Nick Kostora@@nickkostoraContributor IIIOctober 6, 2012

September 9, 2012; Tampa, FL, USA; Carolina Panthers quarterback Cam Newton (1) reacts in the second half against the Tampa Bay Buccaneers at Raymond James Stadium. Tampa Bay Buccaneers defeated the Carolina Panthers 16-10. Mandatory Credit: Kim Klement-US PRESSWIRE

If Cam Newton continues on his current path of regression, the Carolina Panthers franchise is in serious trouble.

Carolina has based the entirety of its offensive system around the skill set of Newton, and if he is unable to play to his ability, the Panthers will struggle not just in the NFC South race, but in every game they play.

Newton is not a typical "drop back and throw" type of passer. He is best on the move, utilizing play action, draw plays and rolling the pocket outside the hash marks.

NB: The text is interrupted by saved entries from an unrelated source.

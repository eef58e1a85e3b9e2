//! Tool call execution for agentic drafting
//!
//! Calls requested by the backend are executed deterministically here.
//! A failing call never fails the draft: the error becomes an observation
//! the backend can read and react to.

use crate::models::{ExecutionStatus, Observation, ToolCall, ToolInput};
use crate::tools::ToolRegistry;
use chrono::Utc;
use serde_json::json;
use std::sync::Arc;
use std::time::Instant;
use tracing::{debug, warn};

/// Maximum tool calls honoured per draft
pub const MAX_TOOL_CALLS_PER_DRAFT: usize = 32;

/// Executes backend tool calls against the registry
pub struct ToolExecutor {
    tool_registry: Arc<ToolRegistry>,
    max_calls: usize,
}

impl ToolExecutor {
    pub fn new(tool_registry: Arc<ToolRegistry>) -> Self {
        Self {
            tool_registry,
            max_calls: MAX_TOOL_CALLS_PER_DRAFT,
        }
    }

    pub fn with_max_calls(mut self, max_calls: usize) -> Self {
        self.max_calls = max_calls;
        self
    }

    pub fn registry(&self) -> &ToolRegistry {
        &self.tool_registry
    }

    /// Execute a batch of calls. `calls_so_far` is the number already spent
    /// in this draft; calls beyond the budget are skipped, not executed.
    pub async fn execute_calls(&self, calls: &[ToolCall], calls_so_far: usize) -> Vec<Observation> {
        let mut observations = Vec::with_capacity(calls.len());

        for (offset, call) in calls.iter().enumerate() {
            if calls_so_far + offset >= self.max_calls {
                warn!(
                    tool_name = %call.name,
                    max_calls = self.max_calls,
                    "Tool call budget exhausted for this draft"
                );
                observations.push(skipped(
                    call,
                    format!(
                        "Tool call budget of {} exhausted; emit the final JSON now",
                        self.max_calls
                    ),
                ));
                continue;
            }

            observations.push(self.execute_call(call).await);
        }

        observations
    }

    pub async fn execute_call(&self, call: &ToolCall) -> Observation {
        debug!(tool_name = %call.name, "Executing tool call");

        let Some(tool) = self.tool_registry.get(&call.name) else {
            warn!(tool_name = %call.name, "Tool not registered");
            return skipped(call, "Tool not registered".to_string());
        };

        let start = Instant::now();
        let tool_input = ToolInput {
            tool_name: call.name.clone(),
            parameters: call.arguments.clone(),
        };

        let (status, tool_output) = match tool.execute(&tool_input).await {
            Ok(output) => (ExecutionStatus::Success, output.data),
            Err(e) => {
                warn!(tool_name = %call.name, error = %e, "Tool execution failed");
                (ExecutionStatus::Failed, json!({ "error": e.to_string() }))
            }
        };

        Observation {
            tool_name: call.name.clone(),
            tool_input: call.arguments.clone(),
            tool_output,
            execution_time_ms: start.elapsed().as_millis() as u64,
            created_at: Utc::now(),
            status,
        }
    }
}

fn skipped(call: &ToolCall, reason: String) -> Observation {
    Observation {
        tool_name: call.name.clone(),
        tool_input: call.arguments.clone(),
        tool_output: json!({ "error": reason }),
        execution_time_ms: 0,
        created_at: Utc::now(),
        status: ExecutionStatus::Skipped,
    }
}

#[cfg(test)]
mod tests {
    use super::*;
    use crate::tools::create_default_registry;

    fn executor() -> ToolExecutor {
        ToolExecutor::new(Arc::new(create_default_registry()))
    }

    fn call(name: &str, arguments: serde_json::Value) -> ToolCall {
        ToolCall {
            name: name.to_string(),
            arguments,
        }
    }

    #[tokio::test]
    async fn test_execute_call_success() {
        let observation = executor()
            .execute_call(&call(
                "compute_unit_mix_total_sf",
                json!({ "count": 20, "avg_size_sf": 450 }),
            ))
            .await;

        assert_eq!(observation.status, ExecutionStatus::Success);
        assert_eq!(observation.tool_output["total_sf"], 9000);
    }

    #[tokio::test]
    async fn test_errors_become_observations() {
        let executor = executor();

        let unknown = executor.execute_call(&call("fetch_market_data", json!({}))).await;
        assert_eq!(unknown.status, ExecutionStatus::Skipped);

        let bad = executor
            .execute_call(&call("compute_price_per_unit", json!({ "sale_price": 1, "units": 0 })))
            .await;
        assert_eq!(bad.status, ExecutionStatus::Failed);
        assert!(bad.tool_output["error"].as_str().unwrap().contains("units"));
    }

    #[tokio::test]
    async fn test_call_budget_is_enforced() {
        let executor = executor().with_max_calls(2);
        let calls = vec![
            call("verify_sum", json!({ "values": [1], "expected_total": 1 })),
            call("verify_sum", json!({ "values": [2], "expected_total": 2 })),
        ];

        let observations = executor.execute_calls(&calls, 1).await;
        assert_eq!(observations[0].status, ExecutionStatus::Success);
        assert_eq!(observations[1].status, ExecutionStatus::Skipped);
    }
}
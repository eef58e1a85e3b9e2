//! Document fingerprints
//!
//! An accepted document is identified by the SHA-256 of its canonical JSON,
//! so any downstream stage can confirm it is reading the exact bytes that
//! were accepted.

use crate::models::CrosswalkDocument;
use crate::Result;
use sha2::{Digest, Sha256};
use std::io::Write;

/// Hex SHA-256 of the canonical (pretty) JSON form of a document
pub fn document_fingerprint(document: &CrosswalkDocument) -> Result<String> {
    let mut hasher = Sha256::new();

    // Stream JSON directly into hasher (no intermediate String)
    serde_json::to_writer_pretty(&mut HashWriter(&mut hasher), document)?;

    Ok(hex::encode(hasher.finalize()))
}

/// Hex SHA-256 of raw stored bytes
pub fn bytes_fingerprint(bytes: &[u8]) -> String {
    hex::encode(Sha256::digest(bytes))
}

/// Adapter to allow writing into Sha256 via std::io::Write
struct HashWriter<'a, H: Digest>(&'a mut H);

impl<'a, H: Digest> Write for HashWriter<'a, H> {
    fn write(&mut self, buf: &[u8]) -> std::io::Result<usize> {
        self.0.update(buf);
        Ok(buf.len())
    }

    fn flush(&mut self) -> std::io::Result<()> {
        Ok(())
    }
}
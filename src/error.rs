//! Error types for the crosswalk engine

use crate::validation::{ValidationFailure, Violation};
use thiserror::Error;
use uuid::Uuid;

/// Result type alias for crosswalk operations
pub type Result<T> = std::result::Result<T, CrosswalkError>;

#[derive(Error, Debug)]
pub enum CrosswalkError {

    // =============================
    // Generation Errors
    // =============================

    /// The generative backend could not be reached or refused the call.
    /// Never retried here; the caller's own retry policy owns it.
    #[error("Transport fault: {0}")]
    TransportFault(String),

    #[error("Retry budget exhausted after {attempts} attempt(s): {last_failure}")]
    RetryBudgetExhausted {
        attempts: u32,
        last_failure: ValidationFailure,
    },

    #[error("Invalid input: {} violation(s)", .0.len())]
    InvalidInput(Vec<Violation>),

    /// A job's crosswalk is written once and is read-only afterwards.
    #[error("Job {job_id} already has an accepted crosswalk")]
    AlreadyAccepted { job_id: Uuid },

    // =============================
    // Store Errors
    // =============================

    #[error("Integrity error for job {job_id}: {failure}")]
    IntegrityError {
        job_id: Uuid,
        failure: ValidationFailure,
    },

    #[error("Not found: jobs/{job_id}/{path}")]
    NotFound { job_id: Uuid, path: String },

    #[error("Store error: {0}")]
    StoreError(String),

    // =============================
    // Tool Errors
    // =============================

    #[error("Division error: {0} must be non-zero")]
    DivisionError(&'static str),

    #[error("Arithmetic overflow computing {0}")]
    ArithmeticOverflow(&'static str),

    #[error("Tool error: {0}")]
    ToolError(String),

    #[error("Tool not found: {0}")]
    ToolNotFound(String),

    #[error("Invalid tool input: {0}")]
    InvalidToolInput(String),

    #[error("Configuration error: {0}")]
    Config(String),

    // =============================
    // External Library Conversions
    // =============================

    #[error("Serialization error: {0}")]
    SerializationError(#[from] serde_json::Error),

    #[error("HTTP client error: {0}")]
    HttpError(#[from] reqwest::Error),

    #[error("UUID parse error: {0}")]
    UuidError(#[from] uuid::Error),

    #[error("IO error: {0}")]
    IoError(#[from] std::io::Error),

    #[error("Database error: {0}")]
    DatabaseError(#[from] sqlx::Error),
}

impl CrosswalkError {
    /// Whether the failure belongs to the generation transport rather than content.
    pub fn is_transport(&self) -> bool {
        matches!(self, CrosswalkError::TransportFault(_) | CrosswalkError::HttpError(_))
    }
}
use crosswalk_engine::{agent::CrosswalkGenerator, api::start_server, config::AppConfig};
use std::sync::Arc;
use tracing::info;
use tracing_subscriber::EnvFilter;

#[tokio::main]
async fn main() -> Result<(), Box<dyn std::error::Error>> {
    // Load environment variables
    dotenv::dotenv().ok();

    // Initialize tracing
    tracing_subscriber::fmt()
        .with_env_filter(EnvFilter::try_from_default_env().unwrap_or_else(|_| EnvFilter::new("info")))
        .init();

    let config = AppConfig::from_env()?;

    info!("Crosswalk Engine - API Server");
    info!("Port: {}", config.port);
    info!(store = ?config.store, "Job store");

    let store = config.store.clone().connect().await?;
    let generator = Arc::new(CrosswalkGenerator::from_config(&config, store)?);

    info!(backend = generator.backend_name(), "Generator initialized");

    start_server(generator, config.port).await?;

    Ok(())
}
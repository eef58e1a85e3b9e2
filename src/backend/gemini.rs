//! Gemini-powered backend for crosswalk drafting
//!
//! Without tools the model is asked for JSON directly. With tools, the
//! arithmetic operations are advertised as function declarations and the
//! model may call them for a bounded number of rounds before it must answer.

use super::{GenerationRequest, GenerativeBackend};
use crate::execution::ToolExecutor;
use crate::gemini::{
    Content, GeminiClient, GeminiRequest, GenerationConfig, Part, ToolDeclarations,
};
use crate::models::ToolCall;
use crate::Result;
use async_trait::async_trait;
use serde_json::json;
use tracing::{debug, info};

/// Function-calling rounds allowed before the model must emit its document
pub const MAX_TOOL_ROUNDS: usize = 8;

pub struct GeminiBackend {
    client: GeminiClient,
    executor: Option<ToolExecutor>,
    max_tool_rounds: usize,
}

impl GeminiBackend {
    pub fn new(client: GeminiClient) -> Self {
        Self {
            client,
            executor: None,
            max_tool_rounds: MAX_TOOL_ROUNDS,
        }
    }

    /// Let the model call the arithmetic tools while drafting.
    pub fn with_tools(mut self, executor: ToolExecutor) -> Self {
        self.executor = Some(executor);
        self
    }

    async fn generate_json(&self, request: &GenerationRequest<'_>) -> Result<String> {
        let gemini_request = GeminiRequest {
            contents: vec![Content::user(vec![Part::text(request.prompt)])],
            system_instruction: Content::system(request.system),
            generation_config: GenerationConfig {
                response_mime_type: Some("application/json".to_string()),
                ..Default::default()
            },
            tools: None,
        };

        let content = self.client.generate_content(&gemini_request).await?;
        Ok(content.text())
    }

    async fn generate_with_tools(
        &self,
        request: &GenerationRequest<'_>,
        executor: &ToolExecutor,
    ) -> Result<String> {
        let declarations = vec![ToolDeclarations {
            function_declarations: executor.registry().declarations(),
        }];

        let mut contents = vec![Content::user(vec![Part::text(request.prompt)])];
        let mut calls_spent = 0usize;
        let mut round = 0usize;

        loop {
            // The final round withholds the tools so the model has to answer.
            let offer_tools = round < self.max_tool_rounds;

            let gemini_request = GeminiRequest {
                contents: contents.clone(),
                system_instruction: Content::system(request.system),
                generation_config: GenerationConfig::default(),
                tools: offer_tools.then(|| declarations.clone()),
            };

            let content = self.client.generate_content(&gemini_request).await?;
            let calls: Vec<ToolCall> = content
                .function_calls()
                .into_iter()
                .map(|call| ToolCall {
                    name: call.name.clone(),
                    arguments: call.args.clone(),
                })
                .collect();

            if calls.is_empty() || !offer_tools {
                info!(
                    job_id = %request.job_id,
                    attempt = request.attempt,
                    rounds = round,
                    tool_calls = calls_spent,
                    "Gemini draft complete"
                );
                return Ok(content.text());
            }

            debug!(
                job_id = %request.job_id,
                round,
                calls = calls.len(),
                "Gemini requested tool calls"
            );

            let observations = executor.execute_calls(&calls, calls_spent).await;
            calls_spent += calls.len();

            let responses = observations
                .into_iter()
                .map(|observation| {
                    Part::function_response(
                        observation.tool_name,
                        json!({
                            "status": observation.status,
                            "result": observation.tool_output,
                        }),
                    )
                })
                .collect();

            contents.push(content);
            contents.push(Content::user(responses));
            round += 1;
        }
    }
}

#[async_trait]
impl GenerativeBackend for GeminiBackend {
    fn name(&self) -> &'static str {
        "gemini"
    }

    fn tools_enabled(&self) -> bool {
        self.executor.is_some()
    }

    async fn generate(&self, request: &GenerationRequest<'_>) -> Result<String> {
        match &self.executor {
            Some(executor) => self.generate_with_tools(request, executor).await,
            None => self.generate_json(request).await,
        }
    }
}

This season, he has fallen into the trap of trying to do too much of what doesn't work for him.

The Panthers have the potential for one of the best rushing attacks in all of football, and they have been able to play to that strength in the past.

Last season, Carolina was 6-3 when Newton threw the ball 20 times or fewer. This is an offense that executes best with a strong ground game.

Jonathan Stewart's and DeAngelo Williams' potency has declined in recent years, but these are still two extremely versatile backs that can be major contributors to an offense.

Video Play Button
Videos you might like

What happens to them if Newton regresses?

What happens to the rest of the offense?

Sure, sophomore slumps happen, but Newton seems downright somber. From looking as if he did not care in a postgame press conference, to being forced off the bench by team captain Steve Smith in the middle of a game.

Newton's attitude and demeanor are harming the Panthers franchise and raising an abundance of question marks.

Last year, as he was marching toward Rookie of the Year honors, we saw that Newton can be a jubilant and inspirational leader.

But what about when he struggles, as he has so far this season?

Can Newton overcome his on-the-field obstacles and remain the voice and face of the Carolina franchise?

Because if he can't, the keys to the offense will be handed to either Derek Anderson or Jimmy Clausen.

Anderson is a journeyman 29-year-old with no real upside or potential.

Clausen is still young enough to succeed, but Carolina has shown almost no interest in helping his development in any tangible way.

The Panthers need the mobility and strong arm of Newton in order to compete in the NFC South.

This is a team with great weapons and a plethora of talent, but the young Newton is essential to present and future success.